The cinema chain AMC was also targeted by thousands of amateur investors buying up its stock.
The cinema chain AMC was also targeted by thousands of amateur investors buying up its stock.  © IMAGO / ZUMA Wire

As the GameStop phenomenon exploded over the past weeks and days, Robinhood's attitude abruptly changed.

On Thursday morning, app users who were buying up stock in GameStop, the movie theater chain AMC, as well as other pet projects of the Reddit-driven movement, were greeted with an unwelcome note from the brokerage firm.

They were informed that they could no longer buy these stocks, but they were welcome to sell if they wanted to. In effect, it blocked the buying frenzy that was pushing up the prices.

It was a move some called naked market manipulation. A platform that had built its name on allowing everyone a seat at the table was now seemingly shutting out a huge number of its users from playing their cards the way they wanted to.

In a statement, Robinhood tried to explain the move: "In light of recent volatility, we are restricting transactions for certain securities to position closing only... We’re committed to helping our customers navigate this uncertainty. We fundamentally believe that everyone should have access to financial markets. We’re humbled to have helped many people invest in the markets for the first time."

During an interview with Representative Alexandria Ocasio-Cortez – who reacted furiously to the news – Alexis Goldstein, senior policy analyst at Americans for Financial Reform, shared that she hadn't expected this kind of reaction from Robinhood.

At most, Goldstein had assumed the company would do something similarl to what Interactive Brokers did, and change their margin requirements, meaning they wouldn’t allow traders to borrow any money and if they wanted to trade, they’d have to pay cold hard cash to do so.

What's behind the move?

Fingers were immediately pointed at the hedge fund Melvin Capital, which suffered a $13 billion loss after the recent GameStop stock explosion. It's not hard to see why: Melvin Capital was bought out by Citadel, a larger hedge fund that has financed nearly half of Robinhood’s total revenue through payment for order flow.

Although both Robinhood and Citedel have categorically denied any collusion, questions still remain.

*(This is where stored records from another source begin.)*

//! Appointment booking and slot reconciliation.
//!
//! A booking is created as `pending` and immediately reconciled against the
//! staff roster, other appointments and the availability slots by
//! [`process_appointment_slot`]. The appointment insert and reconciliation
//! share one transaction, so two concurrent requests cannot both take the
//! same slot. The resulting email is sent only after the commit.

use std::collections::BTreeMap;

use chrono::{Duration, NaiveDate, NaiveDateTime, NaiveTime};
use rusqlite::Connection;
use salon_adapters::MailAdapter;
use serde::{Deserialize, Serialize};
use tracing::{debug, info, warn};

use super::notifications::{deliver, AppointmentNotice, NotificationKind};
use crate::config::{AppConfig, BookingConfig};
use crate::database::models::{
    Appointment, AppointmentDetail, AppointmentStatus, BookedService, ServiceType, User,
};
use crate::database::queries::{self, NewAppointment};
use crate::database::Database;
use crate::errors::{AppError, AppResult};
use crate::utils::{is_valid_phone, parse_date, parse_time};

pub const REASON_NO_STAFF: &str = "No staff available";
pub const REASON_SLOT_TAKEN: &str = "Time slot already booked";
pub const REASON_NO_STAFF_FOR_TIME: &str = "No staff available for selected time";

pub const MSG_CONFIRMED: &str = "Your appointment has been booked and confirmed! \
     A confirmation email has been sent to you.";
pub const MSG_NOT_AVAILABLE: &str = "The selected time slot is not available. \
     Please check your email and book another appointment.";

/// Result of reconciling one appointment.
#[derive(Debug, Clone, Serialize)]
pub struct SlotOutcome {
    pub confirmed: bool,
    pub reason: Option<String>,
    #[serde(skip)]
    pub notification: Option<AppointmentNotice>,
}

/// Sum of the booked types' durations; `default_minutes` when none is set.
pub fn appointment_duration(services: &[BookedService], default_minutes: i64) -> Duration {
    let total: i64 = services.iter().filter_map(|s| s.duration_minutes).sum();
    if total > 0 {
        Duration::minutes(total)
    } else {
        Duration::minutes(default_minutes)
    }
}

fn notice(appointment: &Appointment, kind: NotificationKind) -> AppointmentNotice {
    AppointmentNotice {
        kind,
        name: appointment.name.clone(),
        email: appointment.email.clone(),
        date: appointment.appointment_date,
        time: appointment.appointment_time,
    }
}

/// Decides whether a freshly created appointment is confirmed or cancelled.
///
/// Must run inside the transaction that created the appointment. The
/// returned notification (if any) is for the caller to send after commit.
pub fn process_appointment_slot(
    conn: &Connection,
    appointment_id: i64,
    duration: Duration,
) -> AppResult<SlotOutcome> {
    let appointment = queries::get_appointment(conn, appointment_id)?
        .ok_or_else(|| AppError::not_found("Appointment not found."))?;

    if queries::count_bookable_staff(conn)? == 0 {
        queries::cancel_appointment(conn, appointment.id, REASON_NO_STAFF)?;
        info!("Appointment {} cancelled: {}", appointment.id, REASON_NO_STAFF);
        return Ok(SlotOutcome {
            confirmed: false,
            reason: Some(REASON_NO_STAFF.to_string()),
            notification: None,
        });
    }

    let start = appointment
        .appointment_date
        .and_time(appointment.appointment_time);
    let end = start + duration;

    if queries::has_schedule_conflict(
        conn,
        appointment.appointment_date,
        appointment.appointment_time,
        appointment.id,
    )? {
        queries::cancel_appointment(conn, appointment.id, REASON_SLOT_TAKEN)?;
        info!("Appointment {} cancelled: {}", appointment.id, REASON_SLOT_TAKEN);
        return Ok(SlotOutcome {
            confirmed: false,
            reason: Some(REASON_SLOT_TAKEN.to_string()),
            notification: Some(notice(&appointment, NotificationKind::SlotAlreadyBooked)),
        });
    }

    // Slots are single-day windows.
    let slot = if end.date() == start.date() {
        queries::find_covering_slot(conn, start.date(), start.time(), end.time())?
    } else {
        None
    };

    let Some(slot) = slot else {
        queries::cancel_appointment(conn, appointment.id, REASON_NO_STAFF_FOR_TIME)?;
        info!(
            "Appointment {} cancelled: {}",
            appointment.id, REASON_NO_STAFF_FOR_TIME
        );
        return Ok(SlotOutcome {
            confirmed: false,
            reason: Some(REASON_NO_STAFF_FOR_TIME.to_string()),
            notification: Some(notice(&appointment, NotificationKind::NoStaffForTime)),
        });
    };

    queries::confirm_appointment(conn, appointment.id, slot.staff_id, slot.id)?;
    queries::set_slot_available(conn, slot.id, false)?;
    info!(
        "Appointment {} confirmed in slot {} ({} {}-{})",
        appointment.id, slot.id, slot.date, slot.start_time, slot.end_time
    );
    Ok(SlotOutcome {
        confirmed: true,
        reason: None,
        notification: Some(notice(&appointment, NotificationKind::Confirmed)),
    })
}

/// Loads an appointment with its booked services and staff name.
pub fn appointment_detail(conn: &Connection, id: i64) -> AppResult<AppointmentDetail> {
    let appointment = queries::get_appointment(conn, id)?
        .ok_or_else(|| AppError::not_found("Appointment not found."))?;
    detail_for(conn, appointment)
}

pub fn detail_for(conn: &Connection, appointment: Appointment) -> AppResult<AppointmentDetail> {
    let services = queries::booked_services(conn, appointment.id)?;
    let staff_name = match appointment.staff_id {
        Some(staff_id) => queries::get_staff_member(conn, staff_id)?.map(|m| m.name),
        None => None,
    };
    Ok(AppointmentDetail {
        appointment,
        services,
        staff_name,
    })
}

/// The appointments form.
#[derive(Debug, Clone, Default, Deserialize)]
pub struct BookingRequest {
    #[serde(default)]
    pub phone: String,
    /// Chosen type per service: service id -> service type id.
    #[serde(default)]
    pub services: BTreeMap<i64, Option<i64>>,
    #[serde(default)]
    pub appointment_date: Option<String>,
    #[serde(default)]
    pub appointment_time: Option<String>,
    /// Code of an active payment method, e.g. `cash`.
    #[serde(default)]
    pub payment_method: Option<String>,
    #[serde(default)]
    pub notes: String,
}

#[derive(Debug, Clone)]
struct ValidBooking {
    phone: String,
    service_types: Vec<ServiceType>,
    date: NaiveDate,
    time: NaiveTime,
    payment_method_id: Option<i64>,
}

fn opening_hours_message(config: &BookingConfig) -> String {
    format!(
        "Appointments are available only between {} and {}.",
        config.opening_time.format("%-I:%M %p"),
        config.closing_time.format("%-I:%M %p")
    )
}

fn validate_booking(
    conn: &Connection,
    req: &BookingRequest,
    config: &BookingConfig,
    now: NaiveDateTime,
) -> AppResult<ValidBooking> {
    let phone = req.phone.trim();
    if !is_valid_phone(phone) {
        return Err(AppError::validation("Enter a valid 10-digit phone number."));
    }

    let mut service_types = Vec::new();
    for service in queries::list_services(conn, true)? {
        let Some(type_id) = req.services.get(&service.id).copied().flatten() else {
            continue;
        };
        let service_type = queries::get_service_type(conn, type_id)?
            .filter(|st| st.is_active && st.service_id == service.id)
            .ok_or_else(|| AppError::validation("Invalid service type selection."))?;
        service_types.push(service_type);
    }
    if service_types.is_empty() {
        return Err(AppError::validation("Please select at least one service type."));
    }

    let (Some(date), Some(time)) = (
        req.appointment_date.as_deref().map(str::trim).filter(|s| !s.is_empty()),
        req.appointment_time.as_deref().map(str::trim).filter(|s| !s.is_empty()),
    ) else {
        return Err(AppError::validation("Please select appointment date and time."));
    };
    let date = parse_date(date)?;
    let time = parse_time(time)?;

    if time < config.opening_time || time > config.closing_time {
        return Err(AppError::validation(opening_hours_message(config)));
    }

    let requested = date.and_time(time);
    if date < now.date() || (date == now.date() && requested <= now) {
        return Err(AppError::validation("Please select a future time."));
    }
    if date == now.date() && requested < now + Duration::hours(config.same_day_lead_hours) {
        return Err(AppError::validation(format!(
            "Same-day appointments must be booked at least {} hours in advance.",
            config.same_day_lead_hours
        )));
    }

    let payment_method_id = match req
        .payment_method
        .as_deref()
        .map(str::trim)
        .filter(|s| !s.is_empty())
    {
        Some(code) => {
            let method = queries::get_payment_method_by_code(conn, code)?
                .filter(|m| m.is_active)
                .ok_or_else(|| AppError::validation("Invalid payment method."))?;
            Some(method.id)
        }
        None => None,
    };

    Ok(ValidBooking {
        phone: phone.to_string(),
        service_types,
        date,
        time,
        payment_method_id,
    })
}

#[derive(Debug, Clone, Serialize)]
pub struct BookingResult {
    pub appointment: AppointmentDetail,
    pub confirmed: bool,
    pub reason: Option<String>,
    /// Whether the notification email was handed to the mailer.
    pub notified: bool,
    pub message: String,
}

/// Validates and stores a booking, reconciles it and emails the customer.
pub async fn create_booking(
    db: &Database,
    mailer: &dyn MailAdapter,
    config: &AppConfig,
    customer: &User,
    req: &BookingRequest,
    now: NaiveDateTime,
) -> AppResult<BookingResult> {
    let (detail, outcome) = db.with_tx(|tx| {
        let valid = validate_booking(tx, req, &config.booking, now)?;
        let name = match customer.full_name() {
            full if full.is_empty() => customer.username.clone(),
            full => full,
        };
        let id = queries::insert_appointment(
            tx,
            &NewAppointment {
                customer_id: Some(customer.id.clone()),
                payment_method_id: valid.payment_method_id,
                name,
                email: customer.email.clone(),
                phone: valid.phone,
                date: valid.date,
                time: valid.time,
                notes: req.notes.trim().to_string(),
            },
        )?;
        for service_type in &valid.service_types {
            queries::link_appointment_service(tx, id, service_type.id)?;
        }

        let services = queries::booked_services(tx, id)?;
        let duration = appointment_duration(&services, config.booking.default_duration_minutes);
        debug!("Appointment {} needs {} minutes", id, duration.num_minutes());
        let outcome = process_appointment_slot(tx, id, duration)?;
        Ok((appointment_detail(tx, id)?, outcome))
    })?;

    let notified = match &outcome.notification {
        Some(notice) => deliver(mailer, &config.mail.from, notice).await,
        None => false,
    };

    Ok(BookingResult {
        confirmed: outcome.confirmed,
        reason: outcome.reason,
        notified,
        message: if outcome.confirmed {
            MSG_CONFIRMED.to_string()
        } else {
            MSG_NOT_AVAILABLE.to_string()
        },
        appointment: detail,
    })
}

/// Frees the slot an appointment was holding.
fn release_slot(conn: &Connection, appointment: &Appointment) -> AppResult<()> {
    if let Some(slot_id) = appointment.slot_id {
        queries::set_slot_available(conn, slot_id, true)?;
        queries::clear_appointment_slot(conn, appointment.id)?;
        debug!("Released slot {} from appointment {}", slot_id, appointment.id);
    }
    Ok(())
}

/// A customer cancelling one of their own upcoming appointments.
pub fn cancel_by_customer(
    conn: &Connection,
    customer: &User,
    appointment_id: i64,
    now: NaiveDateTime,
) -> AppResult<Appointment> {
    let appointment = queries::get_appointment(conn, appointment_id)?
        .filter(|a| a.email.eq_ignore_ascii_case(&customer.email))
        .ok_or_else(|| AppError::not_found("Appointment not found."))?;

    if !appointment.status.is_open() {
        return Err(AppError::validation(
            "Only pending or confirmed appointments can be cancelled.",
        ));
    }
    if appointment
        .appointment_date
        .and_time(appointment.appointment_time)
        <= now
    {
        return Err(AppError::validation("Past appointments cannot be cancelled."));
    }

    queries::cancel_appointment(conn, appointment.id, "Cancelled by customer")?;
    release_slot(conn, &appointment)?;
    info!("Appointment {} cancelled by {}", appointment.id, customer.email);
    queries::get_appointment(conn, appointment.id)?
        .ok_or_else(|| AppError::not_found("Appointment not found."))
}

Robinhood was hit with a class-action lawsuit in New York for allegedly "manipulating the open-market."
Robinhood was hit with a class-action lawsuit in New York for allegedly "manipulating the open-market."  © IMAGO / ZUMA Wire

Hours after Robinhood announced they were pulling GameStop and other dark horse stocks, a class-action lawsuit was filed against the brokerage firm in New York, accusing it of "purposefully, willfully, and knowingly removing the stock 'GME' from its trading platform in the midst of an unprecedented stock rise thereby deprived retail investors of the ability to invest in the open-market and manipulating the open-market."

In an email sent out to customers Thursday night, Robinhood said they would be allowing a limited number of purchases of GameStop stocks, along with others they had stopped on Thursday, saying that their original decision was made to best serve their customers.